#### What the task asks
Among the lines below, a stretch begins at the one with "5 + C 个值连续存放" and ends at the one with "let x1 = a.xmin.max(b.xmin);". Repeat that stretch exactly, ends included.

Entries provided section start

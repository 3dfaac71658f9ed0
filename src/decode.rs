// 该文件是 Quyu （区域检测） 项目的一部分。
// src/decode.rs - YOLOv2 区域层输出解码
//
// 本文件根据 Apache 许可证第 2.0 版（以下简称“许可证”）授权使用；
// 除非遵守该许可证条款，否则您不得使用本文件。
// 您可通过以下网址获取许可证副本：
// http://www.apache.org/licenses/LICENSE-2.0
// 除非适用法律要求或书面同意，根据本许可协议分发的软件均按“原样”提供，
// 不附带任何形式的明示或暗示的保证或条件。
// 有关许可权限与限制的具体条款，请参阅本许可协议。
//
// Copyright (C) 2026 Johann Li <me@qinka.pro>, Wareless Group

use std::str::FromStr;

use thiserror::Error;
use tracing::{debug, trace};

mod activation;
mod nms;

pub use self::activation::{sigmoid, sigmoid_f64, softmax};
pub use self::nms::{iou, non_max_suppression};

/// 每个候选框在类别概率之前的条目数: tx, ty, tw, th, objectness
pub const REGION_BOX_ENTRIES: usize = 5;
const OBJECTNESS_ENTRY: usize = 4;

pub const DEFAULT_CONF_THRESHOLD: f32 = 0.5;
pub const DEFAULT_IOU_THRESHOLD: f32 = 0.45;

#[derive(Error, Debug, Clone, PartialEq)]
pub enum DecodeError {
  #[error("输出张量长度不匹配: 期望 {expected}, 实际 {actual}")]
  InvalidInputShape { expected: usize, actual: usize },
  #[error("解码配置无效: {0}")]
  InvalidConfiguration(String),
}

impl DecodeError {
  fn config(msg: impl Into<String>) -> Self {
    DecodeError::InvalidConfiguration(msg.into())
  }
}

/// 先验框尺寸，单位为网格单元
#[derive(Debug, Clone, Copy, PartialEq)]
pub struct Anchor {
  pub width: f32,
  pub height: f32,
}

impl Anchor {
  pub const fn new(width: f32, height: f32) -> Self {
    Anchor { width, height }
  }
}

pub const TINY_YOLO_VOC_ANCHORS: [Anchor; 5] = [
  Anchor::new(1.08, 1.19),
  Anchor::new(3.42, 4.41),
  Anchor::new(6.63, 11.38),
  Anchor::new(9.42, 5.11),
  Anchor::new(16.62, 10.52),
];

pub const YOLO_COCO_ANCHORS: [Anchor; 5] = [
  Anchor::new(0.57273, 0.677385),
  Anchor::new(1.87446, 2.06253),
  Anchor::new(3.33843, 5.47434),
  Anchor::new(7.88282, 3.52778),
  Anchor::new(9.77052, 9.16828),
];

/// 类别概率的激活方式，必须与模型训练时一致
#[derive(Debug, Clone, Copy, PartialEq, Eq, Default)]
pub enum ClassActivation {
  #[default]
  Softmax,
  Sigmoid,
}

impl FromStr for ClassActivation {
  type Err = DecodeError;

  fn from_str(s: &str) -> Result<Self, Self::Err> {
    match s {
      "softmax" => Ok(ClassActivation::Softmax),
      "sigmoid" => Ok(ClassActivation::Sigmoid),
      _ => Err(DecodeError::config(format!("未知的类别激活方式: {}", s))),
    }
  }
}

/// 输出张量的内存布局
#[derive(Debug, Clone, Copy, PartialEq, Eq, Default)]
pub enum TensorLayout {
  /// 每个网格单元、每个先验框的 5 + C 个值连续存放
  #[default]
  CellMajor,
  /// 区域层 NCHW 输出: 通道 = 先验框 × (5 + C)，每个通道是一张 H×W 平面
  ChannelMajor,
}

impl FromStr for TensorLayout {
  type Err = DecodeError;

  fn from_str(s: &str) -> Result<Self, Self::Err> {
    match s {
      "cell" | "nhwc" => Ok(TensorLayout::CellMajor),
      "channel" | "nchw" => Ok(TensorLayout::ChannelMajor),
      _ => Err(DecodeError::config(format!("未知的张量布局: {}", s))),
    }
  }
}

/// 网络输出的网格与先验框信息，属于模型元数据
#[derive(Debug, Clone, PartialEq)]
pub struct RegionGeometry {
  pub grid_w: usize,
  pub grid_h: usize,
  pub anchors: Vec<Anchor>,
  pub num_classes: usize,
}
// 该文件是 Quyu （区域检测） 项目的一部分。
// src/decode/nms.rs - 非极大值抑制
//
// 本文件根据 Apache 许可证第 2.0 版（以下简称“许可证”）授权使用；
// 除非遵守该许可证条款，否则您不得使用本文件。
// 您可通过以下网址获取许可证副本：
// http://www.apache.org/licenses/LICENSE-2.0
// 除非适用法律要求或书面同意，根据本许可协议分发的软件均按“原样”提供，
// 不附带任何形式的明示或暗示的保证或条件。
// 有关许可权限与限制的具体条款，请参阅本许可协议。
//
// Copyright (C) 2026 Johann Li <me@qinka.pro>, Wareless Group

use super::DetectedObject;

/// 计算两个边界框的 IoU，并集为空时返回 0
pub fn iou(a: &DetectedObject, b: &DetectedObject) -> f32 {
  let x1 = a.xmin.max(b.xmin);
  let y1 = a.ymin.max(b.ymin);
  let x2 = a.xmax.min(b.xmax);
  let y2 = a.ymax.min(b.ymax);

  let intersection = (x2 - x1).max(0.0) * (y2 - y1).max(0.0);
  let union = a.area() + b.area() - intersection;

  if union > 0.0 {
    intersection / union
  } else {
    0.0
  }
}

/// 按类别分组的贪心非极大值抑制
///
/// 结果按类别升序、置信度降序排列。同分时保持输入顺序（稳定排序）。
/// 与已保留框 IoU 大于等于 `iou_threshold` 的候选框会被移除。
pub fn non_max_suppression(
  mut boxes: Vec<DetectedObject>,
  iou_threshold: f32,
) -> Vec<DetectedObject> {
  boxes.sort_by(|a, b| {
    a.class_id
      .cmp(&b.class_id)
      .then_with(|| b.confidence.total_cmp(&a.confidence))
  });

  let mut kept: Vec<DetectedObject> = Vec::with_capacity(boxes.len());
  let mut group_start = 0;
  let mut group_class = None;

  for candidate in boxes {
    if group_class != Some(candidate.class_id) {
      group_class = Some(candidate.class_id);
      group_start = kept.len();
    }

    let suppressed = kept[group_start..]
      .iter()
      .any(|best| iou(best, &candidate) >= iou_threshold);
    if !suppressed {
      kept.push(candidate);
    }
  }

  kept
}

Entries provided section end

#### Answer
  /// 每个网格单元、每个先验框的 5 + C 个值连续存放
  #[default]
  CellMajor,
  /// 区域层 NCHW 输出: 通道 = 先验框 × (5 + C)，每个通道是一张 H×W 平面
  ChannelMajor,
}

impl FromStr for TensorLayout {
  type Err = DecodeError;

  fn from_str(s: &str) -> Result<Self, Self::Err> {
    match s {
      "cell" | "nhwc" => Ok(TensorLayout::CellMajor),
      "channel" | "nchw" => Ok(TensorLayout::ChannelMajor),
      _ => Err(DecodeError::config(format!("未知的张量布局: {}", s))),
    }
  }
}

/// 网络输出的网格与先验框信息，属于模型元数据
#[derive(Debug, Clone, PartialEq)]
pub struct RegionGeometry {
  pub grid_w: usize,
  pub grid_h: usize,
  pub anchors: Vec<Anchor>,
  pub num_classes: usize,
}
// 该文件是 Quyu （区域检测） 项目的一部分。
// src/decode/nms.rs - 非极大值抑制
//
// 本文件根据 Apache 许可证第 2.0 版（以下简称“许可证”）授权使用；
// 除非遵守该许可证条款，否则您不得使用本文件。
// 您可通过以下网址获取许可证副本：
// http://www.apache.org/licenses/LICENSE-2.0
// 除非适用法律要求或书面同意，根据本许可协议分发的软件均按“原样”提供，
// 不附带任何形式的明示或暗示的保证或条件。
// 有关许可权限与限制的具体条款，请参阅本许可协议。
//
// Copyright (C) 2026 Johann Li <me@qinka.pro>, Wareless Group

use super::DetectedObject;

/// 计算两个边界框的 IoU，并集为空时返回 0
pub fn iou(a: &DetectedObject, b: &DetectedObject) -> f32 {
  let x1 = a.xmin.max(b.xmin);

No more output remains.